I would say, J.K. Rowling, the author of the “Harry Potter” series. Rowling was a single mother with no financial means to care for her child.  She was jobless and lived on child benefits. She also struggled with severe mental health challenges. She was deeply affected by the loss of her mother, and she was in total despair. Then one day, she was on a train and decided to write a story about a boy and wizard – and the rest is history! It was when she was at her lowest point that her biggest success story was written.

You are an effective female leader. What drives you?

I worked in the ‘money world’ for over 20 years.  I felt that there wasn’t much ‘soul’ in what I was doing.  What drives me today is to make a positive impact on the lives of Arab women and what propels me is the idea of creating wealth through building a legacy.

As someone who has successfully combined family life and career advancement, what are the key lessons you have learned?

I have learned that there is nothing that is beyond one’s reach.  The only obstacles we have are the obstacles within us and the negative narrative we tell ourselves.
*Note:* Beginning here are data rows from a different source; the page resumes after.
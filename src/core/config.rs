//! Configuration model for providers, personas, and file handling.
//!
//! The configuration is a TOML document read once at startup. The core
//! never re-reads or mutates it while serving turns.

use std::path::{Path, PathBuf};

use serde::{Deserialize, Serialize};

use crate::core::error::{ChatError, ChatResult};

/// Adapter family a provider dispatches through.
#[derive(Debug, Clone, Copy, PartialEq, Eq, Serialize, Deserialize)]
#[serde(rename_all = "lowercase")]
pub enum ProviderKind {
    Ionos,
    Openai,
    Anthropic,
    Google,
    Ollama,
}

#[derive(Debug, Clone, Serialize, Deserialize)]
pub struct ModelSpec {
    pub id: String,
    pub display_name: String,
    #[serde(default)]
    pub context_window_tokens: Option<u32>,
    #[serde(default)]
    pub max_output_tokens: Option<u32>,
}

#[derive(Debug, Clone, Serialize, Deserialize)]
pub struct ProviderSpec {
    pub id: String,
    pub display_name: String,
    pub kind: ProviderKind,
    #[serde(default)]
    pub base_url: String,
    #[serde(default = "default_true")]
    pub requires_credential: bool,
    /// Environment variable the API key is read from. Defaults to
    /// `<ID>_API_KEY` with the id uppercased.
    #[serde(default)]
    pub credential_env: Option<String>,
    #[serde(default)]
    pub supports_streaming: bool,
    #[serde(default)]
    pub models: Vec<ModelSpec>,
}

fn default_true() -> bool {
    true
}

impl ProviderSpec {
    pub fn credential_env_name(&self) -> String {
        self.credential_env
            .clone()
            .unwrap_or_else(|| format!("{}_API_KEY", self.id.to_uppercase().replace('-', "_")))
    }

    /// Resolve the credential from the process environment. `None` when the
    /// provider declares it does not need one.
    pub fn resolve_credential(&self) -> Option<String> {
        if !self.requires_credential {
            return None;
        }
        std::env::var(self.credential_env_name()).ok()
    }

    pub fn find_model(&self, model_id: &str) -> Option<&ModelSpec> {
        self.models.iter().find(|m| m.id == model_id)
    }
}

#[derive(Debug, Clone, Serialize, Deserialize)]
pub struct Persona {
    pub id: String,
    pub display_name: String,
    pub system_prompt: String,
}

#[derive(Debug, Clone, Serialize, Deserialize)]
pub struct FileHandlingConfig {
    #[serde(default = "default_allowed_extensions")]
    pub allowed_extensions: Vec<String>,
    #[serde(default = "default_max_file_size_mb")]
    pub max_file_size_mb: u64,
    #[serde(default = "default_max_files_per_upload")]
    pub max_files_per_upload: usize,
    #[serde(default = "default_max_text_size_mb")]
    pub max_text_size_mb: u64,
}

fn default_allowed_extensions() -> Vec<String> {
    [
        ".py", ".js", ".html", ".css", ".json", ".md", ".txt", ".csv", ".xml", ".yml", ".yaml",
        ".ini", ".cfg", ".conf", ".rs", ".toml",
    ]
    .iter()
    .map(|s| s.to_string())
    .collect()
}

fn default_max_file_size_mb() -> u64 {
    10
}

fn default_max_files_per_upload() -> usize {
    100
}

fn default_max_text_size_mb() -> u64 {
    5
}

impl Default for FileHandlingConfig {
    fn default() -> Self {
        Self {
            allowed_extensions: default_allowed_extensions(),
            max_file_size_mb: default_max_file_size_mb(),
            max_files_per_upload: default_max_files_per_upload(),
            max_text_size_mb: default_max_text_size_mb(),
        }
    }
}

impl FileHandlingConfig {
    pub fn max_file_size_bytes(&self) -> u64 {
        self.max_file_size_mb * 1024 * 1024
    }

    pub fn max_text_size_bytes(&self) -> u64 {
        self.max_text_size_mb * 1024 * 1024
    }
}

#[derive(Debug, Clone, Default, Serialize, Deserialize)]
pub struct UiConfig {
    #[serde(default)]
    pub title: Option<String>,
    #[serde(default)]
    pub welcome_message: Option<String>,
}

#[derive(Debug, Clone, Default, Serialize, Deserialize)]
pub struct Config {
    #[serde(default)]
    pub providers: Vec<ProviderSpec>,
    #[serde(default)]
    pub personas: Vec<Persona>,
    /// Settings appended to every persona's system prompt.
    #[serde(default)]
    pub generic_settings: Option<String>,
    #[serde(default)]
    pub file_handling: FileHandlingConfig,
    #[serde(default)]
    pub ui: UiConfig,
    /// Character budget for assembled context. Adapters never see more.
    #[serde(default = "default_context_budget")]
    pub context_budget_chars: usize,
}

fn default_context_budget() -> usize {
    48_000
}

impl Config {
    pub fn load(path: &Path) -> ChatResult<Self> {
        let content = std::fs::read_to_string(path)?;
        Self::parse(&content)
    }

    pub fn parse(content: &str) -> ChatResult<Self> {
        let mut config: Config = toml::from_str(content)
            .map_err(|e| ChatError::Config(format!("invalid configuration: {e}")))?;
        for provider in &mut config.providers {
            provider.base_url = expand_env(&provider.base_url);
        }
        Ok(config)
    }

    /// Default configuration file location under the platform config dir.
    pub fn default_path() -> Option<PathBuf> {
        directories::ProjectDirs::from("org", "permacommons", "parley")
            .map(|dirs| dirs.config_dir().join("config.toml"))
    }

    pub fn find_provider(&self, provider_id: &str) -> Option<&ProviderSpec> {
        self.providers.iter().find(|p| p.id == provider_id)
    }

    pub fn find_persona(&self, persona_id: &str) -> Option<&Persona> {
        self.personas.iter().find(|p| p.id == persona_id)
    }

    /// Effective system prompt for a persona: its own prompt with the
    /// shared generic settings appended after a blank line.
    pub fn persona_system_prompt(&self, persona_id: &str) -> String {
        let base = self
            .find_persona(persona_id)
            .map(|p| p.system_prompt.clone())
            .unwrap_or_default();
        match self.generic_settings.as_deref() {
            Some(generic) if !generic.is_empty() => {
                if base.is_empty() {
                    generic.to_string()
                } else {
                    format!("{base}\n\n{generic}")
                }
            }
            _ => base,
        }
    }
}

/// Expand `${VAR}` placeholders from the process environment. Unset
/// variables expand to the empty string.
pub fn expand_env(value: &str) -> String {
    if !value.contains("${") {
        return value.to_string();
    }

    let mut result = String::with_capacity(value.len());
    let mut rest = value;
    while let Some(start) = rest.find("${") {
        result.push_str(&rest[..start]);
        match rest[start + 2..].find('}') {
            Some(end) => {
                let name = &rest[start + 2..start + 2 + end];
                if let Ok(val) = std::env::var(name) {
                    result.push_str(&val);
                }
                rest = &rest[start + 2 + end + 1..];
            }
            None => {
                result.push_str(&rest[start..]);
                rest = "";
            }
        }
    }
    result.push_str(rest);
    result
}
What is your favorite book?

I’m an avid reader so I wouldn’t know where to begin, but on top of my head, I’d say “One Hundred Years of Solitude” by Gabriel Garcia Marquez.

What is your favorite travel destination?

I love to travel and travel extensively. I guess I would say Switzerland because I lived there for a long time and I love both the mountains and the snow.

What message of solidarity would you give to the younger generations, be it men or women?

1. Don’t wait for change to happen.

2. Start with yourselves.

3. Be the change you want to see in the world.

4. Do what you love.

5. Follow your passion.

6. Have fun along the way.

What do you like the most about the Capital Club?

The Capital Club is an exclusive place where intelligent, successful people meet to exchange ideas. The Capital Club global network gives me an office and conference rooms in various countries.  I find the quality of the talks, speakers, and panels exciting and enlightening.  It is a tranquil and comfortable place for me to work and have meetings.